The tension builds throughout the story to an almost unbearable level at times, there are red-herrings, surprises, shocks and mysteries along the way, and I was certainly left guessing right up to the last page. With a frightening health diagnosis looming over her shoulder, Aubrey concocts a desperate plan to have Tom forever. I'm hours into this story, and I'm lost. Gary is an intuitive investigator who despite social gaffs can empathise and get witnesses to talk to him, above all he can crack cases and solve the most baffling crimes. What reaction did this book spark in you? If you are the publisher or author of this book and feel that the reviews shown do not properly reflect the range of media opinion now available, please with the mainstream media reviews that you would like to see added. Then, a shocking discovery changes everything.
It certainly makes a nice change to read of a Detective who is not an 'almost alcoholic' or troubled by failed relationships. Something grittier - maybe a David Hewson if I can find one I haven't heard - or try a different Scandinavian crime writer. This is a fairly interesting first book, in a series of five, featuring Gary Goodhew, a very young, rash police detective in Cambridge, England. Cambridge Blue About book: She ran, clattering along the pavement as fast as her spiked heels could carry her. The protagonist is likable although not fully fleshed out.
By the end, readers will be flipping back to the beginning to suss out those clues that they may have missed. I find it a personal failure to give up on a story and have only done it once in my 40 odd years of reading, so we were in it to the end. Not only has she lost her husband, but his actions have put her under investigation for corruption. Not my best idea, I gotta admit. Which was the case here.
How this body is related to the story is something that the author leaves the reader guessing. But Emily has a past, and secrets, too. Maybe if I'm desperate to listen to something, anything, I'll come back to this, but I'm thinking of asking for a refund. He's also something of a lone wolf-- a young man who's a police detective by day and then seemingly behaves like some sort of nocturnal super hero when he's off duty. But Ella has never been married.
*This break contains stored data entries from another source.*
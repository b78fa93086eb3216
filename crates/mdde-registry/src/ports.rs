//! Capability interfaces of the registry.
//!
//! The registry is reached through three narrow ports:
//! - `RegistryControlPort`: mode switches, data lifecycle, snapshots, benchmarks
//! - `RegistryWritePort`: fragment placement mutations
//! - `RegistryReadPort`: allocation queries
//!
//! Every call returns a [`ResultEnvelope`]; callers check it before touching
//! the value. All traits are async and transport-agnostic. The TCP client in
//! [`crate::tcp`] and the in-memory fake in [`crate::fakes`] implement all
//! three.

use std::collections::{BTreeMap, BTreeSet};

use async_trait::async_trait;
use serde::{Deserialize, Serialize};

use crate::envelope::ResultEnvelope;

// ---------------------------------------------------------------------------
// Identifiers
// ---------------------------------------------------------------------------

/// Opaque data node identifier.
#[derive(Debug, Clone, PartialEq, Eq, PartialOrd, Ord, Hash, Serialize, Deserialize)]
#[serde(transparent)]
pub struct NodeId(pub String);

/// Opaque fragment identifier.
#[derive(Debug, Clone, PartialEq, Eq, PartialOrd, Ord, Hash, Serialize, Deserialize)]
#[serde(transparent)]
pub struct FragmentId(pub String);

/// Opaque tuple identifier. Tuples are grouped into fragments.
#[derive(Debug, Clone, PartialEq, Eq, PartialOrd, Ord, Hash, Serialize, Deserialize)]
#[serde(transparent)]
pub struct TupleId(pub String);

/// Handle of a registry snapshot.
#[derive(Debug, Clone, PartialEq, Eq, Hash, Serialize, Deserialize)]
#[serde(transparent)]
pub struct SnapshotHandle(pub String);

macro_rules! string_id {
    ($($ty:ident),*) => {$(
        impl $ty {
            pub fn new(id: impl Into<String>) -> Self {
                $ty(id.into())
            }

            pub fn as_str(&self) -> &str {
                &self.0
            }
        }

        impl std::fmt::Display for $ty {
            fn fmt(&self, f: &mut std::fmt::Formatter<'_>) -> std::fmt::Result {
                write!(f, "{}", self.0)
            }
        }

        impl From<&str> for $ty {
            fn from(id: &str) -> Self {
                $ty(id.to_string())
            }
        }

        impl From<String> for $ty {
            fn from(id: String) -> Self {
                $ty(id)
            }
        }
    )*};
}

string_id!(NodeId, FragmentId, TupleId, SnapshotHandle);

impl SnapshotHandle {
    /// Registries sometimes answer with an empty string instead of no value.
    pub fn is_blank(&self) -> bool {
        self.0.trim().is_empty()
    }
}

// ---------------------------------------------------------------------------
// Registry mode and workloads
// ---------------------------------------------------------------------------

/// Registry-wide execution mode.
///
/// `Benchmark` rejects fragment placement mutations, `Shuffle` permits them
/// but disallows benchmark traffic. `Unknown` is what a freshly connected
/// client must assume until the mode is queried.
#[derive(Debug, Clone, Copy, PartialEq, Eq, Hash, Serialize, Deserialize)]
#[serde(rename_all = "lowercase")]
pub enum RegistryMode {
    Unknown,
    Benchmark,
    Shuffle,
}

impl RegistryMode {
    /// Parse the registry's textual mode; anything unrecognised is `Unknown`.
    pub fn parse(raw: &str) -> Self {
        match raw.trim().to_ascii_lowercase().as_str() {
            "benchmark" => RegistryMode::Benchmark,
            "shuffle" => RegistryMode::Shuffle,
            _ => RegistryMode::Unknown,
        }
    }
}

impl std::fmt::Display for RegistryMode {
    fn fmt(&self, f: &mut std::fmt::Formatter<'_>) -> std::fmt::Result {
        let s = match self {
            RegistryMode::Unknown => "unknown",
            RegistryMode::Benchmark => "benchmark",
            RegistryMode::Shuffle => "shuffle",
        };
        write!(f, "{s}")
    }
}

/// Synthetic workload the registry runs for data generation or benchmarks.
#[derive(Debug, Clone, PartialEq, Eq, Serialize, Deserialize)]
pub struct Workload {
    /// Workload tag understood by the registry (e.g. `read10000`).
    pub id: String,
    /// Number of records the workload generates. Only the in-memory
    /// registry uses this; the networked registry derives it from `id`.
    #[serde(default)]
    pub records: u64,
}

impl Workload {
    pub fn new(id: impl Into<String>, records: u64) -> Self {
        Self {
            id: id.into(),
            records,
        }
    }
}

/// Per-node benchmark statistics.
#[derive(Debug, Clone, PartialEq, Serialize, Deserialize)]
pub struct NodeBenchmarkStats {
    pub node: NodeId,
    /// Reads served by this node, per fragment.
    pub fragment_reads: BTreeMap<FragmentId, u64>,
}

/// Meta values keyed by tag.
pub type MetaValues = BTreeMap<String, String>;

/// Full fragment catalogue with the requested meta values.
///
/// Only tags that were asked for and are set appear in the meta maps.
#[derive(Debug, Clone, Default, PartialEq, Eq, Serialize, Deserialize)]
pub struct FragmentCatalog {
    /// Fragments held by each node.
    #[serde(default)]
    pub nodes: BTreeMap<NodeId, BTreeSet<FragmentId>>,
    /// Exemplar-bound meta: fragment, then node.
    #[serde(default)]
    pub local_meta: BTreeMap<FragmentId, BTreeMap<NodeId, MetaValues>>,
    #[serde(default)]
    pub global_meta: BTreeMap<FragmentId, MetaValues>,
}

/// Outcome of a benchmark run.
#[derive(Debug, Clone, PartialEq, Serialize, Deserialize)]
pub struct BenchmarkReport {
    pub throughput: f64,
    pub nodes: Vec<NodeBenchmarkStats>,
}

// ---------------------------------------------------------------------------
// Ports
// ---------------------------------------------------------------------------

/// Control surface: modes, data lifecycle and snapshots.
#[async_trait]
pub trait RegistryControlPort: Send + Sync {
    async fn get_mode(&self) -> ResultEnvelope<RegistryMode>;

    async fn set_benchmark_mode(&self) -> ResultEnvelope<()>;

    async fn set_shuffle_mode(&self) -> ResultEnvelope<()>;

    /// Discard all registry data.
    async fn flush(&self) -> ResultEnvelope<()>;

    /// (Re)create the configured default node set.
    async fn populate_default_nodes(&self) -> ResultEnvelope<()>;

    /// Synthesise the dataset. `false` means nothing was generated.
    async fn generate_data(&self, workload: &Workload) -> ResultEnvelope<bool>;

    /// Physically move tuples to match the registry's fragment placement.
    async fn sync_registry_to_data(&self) -> ResultEnvelope<()>;

    async fn snapshot_create(&self, is_default: bool) -> ResultEnvelope<SnapshotHandle>;

    /// Roll the registry back to its default snapshot.
    async fn reset_to_default_snapshot(&self) -> ResultEnvelope<()>;

    async fn run_benchmark(&self, workload: &Workload, workers: u32)
        -> ResultEnvelope<BenchmarkReport>;
}

/// Fragment placement mutations.
#[async_trait]
pub trait RegistryWritePort: Send + Sync {
    async fn copy_fragment(
        &self,
        source: &NodeId,
        destination: &NodeId,
        fragment: &FragmentId,
    ) -> ResultEnvelope<()>;

    async fn delete_fragment(&self, node: &NodeId, fragment: &FragmentId) -> ResultEnvelope<()>;

    /// Group unassigned, colocated tuples into a new fragment.
    async fn form_fragment(
        &self,
        fragment: &FragmentId,
        tuples: &BTreeSet<TupleId>,
    ) -> ResultEnvelope<()>;
}

/// Allocation queries.
#[async_trait]
pub trait RegistryReadPort: Send + Sync {
    async fn list_nodes(&self) -> ResultEnvelope<BTreeSet<NodeId>>;

    async fn list_node_fragments(&self, node: &NodeId) -> ResultEnvelope<BTreeSet<FragmentId>>;

    async fn list_node_unassigned_tuples(&self, node: &NodeId)
        -> ResultEnvelope<BTreeSet<TupleId>>;

    async fn count_fragment_copies(&self, fragment: &FragmentId) -> ResultEnvelope<u32>;

    /// Nodes holding an exemplar of `fragment`.
    async fn find_fragment(&self, fragment: &FragmentId) -> ResultEnvelope<BTreeSet<NodeId>>;

    async fn read_fragment_meta(
        &self,
        fragment: &FragmentId,
        node: &NodeId,
        tag: &str,
    ) -> ResultEnvelope<String>;

    /// Meta value attached to the fragment itself rather than an exemplar.
    async fn read_fragment_meta_global(
        &self,
        fragment: &FragmentId,
        tag: &str,
    ) -> ResultEnvelope<String>;

    /// Every node's fragments plus the requested local and global meta tags.
    async fn read_all_fragments_with_meta(
        &self,
        local_tags: &[String],
        global_tags: &[String],
    ) -> ResultEnvelope<FragmentCatalog>;

    /// Entire registry state, for debugging.
    async fn dump(&self) -> ResultEnvelope<serde_json::Value>;
}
My proof copy has a front-cover endorsement from R J Ellory, he says 'Menacing and insiduous, this is a great novel', with such a positive comment from one of my favourite crime authors, I was really looking forward to getting stuck into this one. This book is an old fashioned whodunnit with a modern twist at the end. On the downside, the plot was more convoluted than it had to be. Alison Bruce is obviously setting Gary Goodhew up for a series of novels; if she sticks to writing in the unaffected style of the best parts of this book, cuts out the clichés of the genre and brings rather more discipline to her treatment of her characters the novels could turn out to be rather good, but I'm afraid I can only give this one a lukewarm recommendation. Alison has done a great job by taking the action at her own pace and also has not insisted so much on realism.
It's of the Gibbet Fen crime scene. My I-pod went everywhere and my husband got a little irate at trying to talk to me with my headphones in. Good, maybe the next will be great? We do of course find out the connection of this murder later in the book, Alison doing a great job of tying up all the loose ends as the book reaches its climactic dénouement. He simply cannot separate the physical fro I have to be honest and say that the major reason why I chose to read Cambridge Blue is because of the day I spent wandering the streets of that old city. As a matter of fact, he does not hesitate to exploit his relationship with those suspected.
Download at full speed with unlimited bandwidth with just one click! And then he wanders around in the evening chatting to suspects about the crimes and generally ensuring there's no chance of a valid conviction. Who would the stars be? He is the first on the scene when the body of a young woman is discovered on Midsummer Common and for the first time in his career is given the chance to work on a murder investigation. Fully optimized for all platforms - no additional software required! A young, manipulative woman is found murdered and soon after a second woman dies. We are soon introduced to Alice and Richard Moran, who are the sibling owners of a plastic surgery clinic. Additionally, it takes some time to grasp parts of the story because she frequently gives incomplete information and reveals what is missing later. I have only given this book 4 stars because of a couple of inconsistencies. They know who he is.
Possibly Sean Barrett or Robert Glenister, although their voices might be too mature for the part of Gary Goodhew. Not my best idea, I gotta admit. Alison Bruce certainly does not disappoint with her setting; I felt myself back on those streets once again, but this time with a very unusual police officer. He has a young voice but managed to characterise competently and after a chapter or two he became irrelevant to the story. Later Dr Richard Moran, Victoria's half brother rings the station because his Fiancee Lorna Spence has gone missing. He is made to work with fellow detective Kincaid who Gary does not like. Victoria doesn't know this man or why he would want to kill her.
He constantly acts unprofessionally and sometimes illegally, but of course unearths vital clues which skilled and experienced teams of experts have missed. The mystery is complex and makes for compelling reading-- even though I guessed the identity of the killer rather early on. I was kept guessing until the end and can't wait to start listening to Book 2. However, as the investigation continues, Goodhew begins to take advantage of Marks, and the inspector has to draw the line. What character would you cut from Cambridge Blue? Great start of a new series.